__PROBLEM DETAILS__: Sift the material for lines containing "root", and return them.

__AVAILABLE DATA__:

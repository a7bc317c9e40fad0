//! Emparejamiento corpus contra corpus: reparto del trabajo entre un
//! grupo fijo de trabajadores, umbral y ordenación del resultado.
//!
//! El reparto es por documento del corpus A: cada tarea extrae su texto
//! una vez y recorre el corpus B completo extrayendo y puntuando cada
//! pareja. Las tareas no comparten estado mutable; sus resultados se
//! concatenan cuando el grupo termina y se ordenan al final, de modo que
//! el orden de finalización no influye en la salida.

use anyhow::Result;
use rayon::prelude::*;
use tracing::info;

use crate::aggregate;
use crate::config::MatchSettings;
use crate::corpus;
use crate::extract;
use crate::models::{DocumentRef, SimilarityPair};
use crate::similarity;

/// Resumen de los resultados de una ejecución del comparador.
#[derive(Debug, Default)]
pub struct MatchSummary {
    pub documents_a: usize,
    pub documents_b: usize,
    pub pairs_found: usize,
}

/// Implementa cómo se mostrará el resumen como texto.
impl std::fmt::Display for MatchSummary {
    fn fmt(&self, f: &mut std::fmt::Formatter<'_>) -> std::fmt::Result {
        write!(
            f,
            "Resumen: {} documentos en el corpus A, {} en el corpus B, {} parejas por encima del umbral.",
            self.documents_a, self.documents_b, self.pairs_found
        )
    }
}

/// Ejecuta la comparación completa entre los dos corpus de la
/// configuración y devuelve la lista de parejas ordenada por puntuación
/// descendente, junto con el resumen de la ejecución.
pub fn run(settings: &MatchSettings) -> Result<(Vec<SimilarityPair>, MatchSummary)> {
    let documents_a = corpus::index_documents(&settings.corpus_a)?;
    let documents_b = corpus::index_documents(&settings.corpus_b)?;

    info!(
        "Corpus A: {} documentos. Corpus B: {} documentos.",
        documents_a.len(),
        documents_b.len()
    );
    info!("Usando {} trabajadores para la comparación.", settings.workers);

    let pool = rayon::ThreadPoolBuilder::new()
        .num_threads(settings.workers)
        .build()?;

    let total = documents_a.len();
    let threshold = settings.threshold;
    let per_document: Vec<Vec<SimilarityPair>> = pool.install(|| {
        documents_a
            .par_iter()
            .enumerate()
            .map(|(index, document_a)| {
                compare_against_corpus(index, total, document_a, &documents_b, threshold)
            })
            .collect()
    });

    let mut pairs: Vec<SimilarityPair> = per_document.into_iter().flatten().collect();
    aggregate::rank(&mut pairs);

    let summary = MatchSummary {
        documents_a: documents_a.len(),
        documents_b: documents_b.len(),
        pairs_found: pairs.len(),
    };
    Ok((pairs, summary))
}

/// Unidad de trabajo de un trabajador: un documento del corpus A contra
/// el corpus B completo. El texto de B se extrae de nuevo en cada pareja;
/// la tarea es autocontenida y no toca estado compartido.
fn compare_against_corpus(
    index: usize,
    total: usize,
    document_a: &DocumentRef,
    documents_b: &[DocumentRef],
    threshold: f64,
) -> Vec<SimilarityPair> {
    let text_a = extract::extract_text(&document_a.absolute);

    let mut found = Vec::new();
    for document_b in documents_b {
        let text_b = extract::extract_text(&document_b.absolute);
        let score = similarity::score(&text_a, &text_b);
        if score >= threshold {
            found.push(SimilarityPair {
                file_a: document_a.relative.clone(),
                file_b: document_b.relative.clone(),
                score,
            });
        }
    }

    info!(
        "[{}/{}] {}: {} parejas por encima del umbral.",
        index + 1,
        total,
        document_a.relative.display(),
        found.len()
    );
    found
}

#[cfg(test)]
mod tests {
    use super::*;
    use std::fs;
    use std::path::{Path, PathBuf};
    use tempfile::tempdir;

    // Los corpus de prueba usan .doc con texto plano: el lector genérico
    // rescata su contenido sin depender de ficheros PDF o DOCX reales.
    fn write_doc(root: &Path, relative: &str, contents: &str) {
        let path = root.join(relative);
        if let Some(parent) = path.parent() {
            fs::create_dir_all(parent).expect("mkdir");
        }
        fs::write(path, contents).expect("escritura");
    }

    fn settings(corpus_a: &Path, corpus_b: &Path, threshold: f64, workers: usize) -> MatchSettings {
        MatchSettings {
            corpus_a: corpus_a.to_path_buf(),
            corpus_b: corpus_b.to_path_buf(),
            threshold,
            workers,
            output_dir: PathBuf::from("."),
        }
    }

    const REFERENCE: &str = "consultant post in obstetrics and gynaecology at the \
                             university teaching hospital with on call duties";

    fn build_corpora(dir_a: &Path, dir_b: &Path) {
        // doc2 comparte casi todo el vocabulario con la referencia; doc1 sólo una parte.
        write_doc(
            dir_a,
            "folderX/doc1.doc",
            "advertisement for a consultant post at the regional clinic \
             covering outpatient sessions",
        );
        write_doc(
            dir_a,
            "folderX/doc2.doc",
            "consultant post in obstetrics and gynaecology at the university \
             teaching hospital with weekend duties",
        );
        write_doc(dir_b, "target/ref.doc", REFERENCE);
    }

    #[test]
    fn ordena_descendente_y_respeta_el_umbral() {
        let dir_a = tempdir().expect("tempdir");
        let dir_b = tempdir().expect("tempdir");
        build_corpora(dir_a.path(), dir_b.path());

        let (pairs, summary) =
            run(&settings(dir_a.path(), dir_b.path(), 10.0, 1)).expect("ejecución");

        assert_eq!(summary.documents_a, 2);
        assert_eq!(summary.documents_b, 1);
        assert_eq!(pairs.len(), 2);
        // doc2 es mucho más parecido a la referencia que doc1.
        assert_eq!(pairs[0].file_a, PathBuf::from("folderX/doc2.doc"));
        assert_eq!(pairs[1].file_a, PathBuf::from("folderX/doc1.doc"));
        assert!(pairs[0].score > pairs[1].score);
        for pair in &pairs {
            assert!(pair.score >= 10.0);
            assert_eq!(pair.file_b, PathBuf::from("target/ref.doc"));
        }
    }

    #[test]
    fn un_umbral_alto_produce_un_resultado_vacio() {
        let dir_a = tempdir().expect("tempdir");
        let dir_b = tempdir().expect("tempdir");
        build_corpora(dir_a.path(), dir_b.path());

        let (pairs, summary) =
            run(&settings(dir_a.path(), dir_b.path(), 99.0, 1)).expect("ejecución");
        assert!(pairs.is_empty());
        assert_eq!(summary.pairs_found, 0);
    }

    #[test]
    fn el_numero_de_trabajadores_no_cambia_el_resultado() {
        let dir_a = tempdir().expect("tempdir");
        let dir_b = tempdir().expect("tempdir");
        build_corpora(dir_a.path(), dir_b.path());
        write_doc(
            dir_a.path(),
            "folderY/doc3.doc",
            "university teaching hospital consultant vacancy in obstetrics",
        );

        let (serial, _) = run(&settings(dir_a.path(), dir_b.path(), 10.0, 1)).expect("ejecución");
        let (parallel, _) = run(&settings(dir_a.path(), dir_b.path(), 10.0, 4)).expect("ejecución");
        assert_eq!(serial, parallel);
    }

    #[test]
    fn un_documento_ilegible_no_aborta_la_ejecucion() {
        let dir_a = tempdir().expect("tempdir");
        let dir_b = tempdir().expect("tempdir");
        build_corpora(dir_a.path(), dir_b.path());
        // Un docx corrupto degrada a texto vacío y queda fuera del resultado.
        write_doc(dir_a.path(), "folderZ/roto.docx", "esto no es un zip de verdad");

        let (pairs, summary) =
            run(&settings(dir_a.path(), dir_b.path(), 10.0, 2)).expect("ejecución");
        assert_eq!(summary.documents_a, 3);
        assert!(pairs.iter().all(|p| p.file_a != PathBuf::from("folderZ/roto.docx")));
    }

    #[test]
    fn una_raiz_inexistente_es_error() {
        let dir_b = tempdir().expect("tempdir");
        let result = run(&settings(
            Path::new("/no/existe/corpus_a"),
            dir_b.path(),
            10.0,
            1,
        ));
        assert!(result.is_err());
    }
}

__ANSWER SECTION__:
    fn write_doc(root: &Path, relative: &str, contents: &str) {
        let path = root.join(relative);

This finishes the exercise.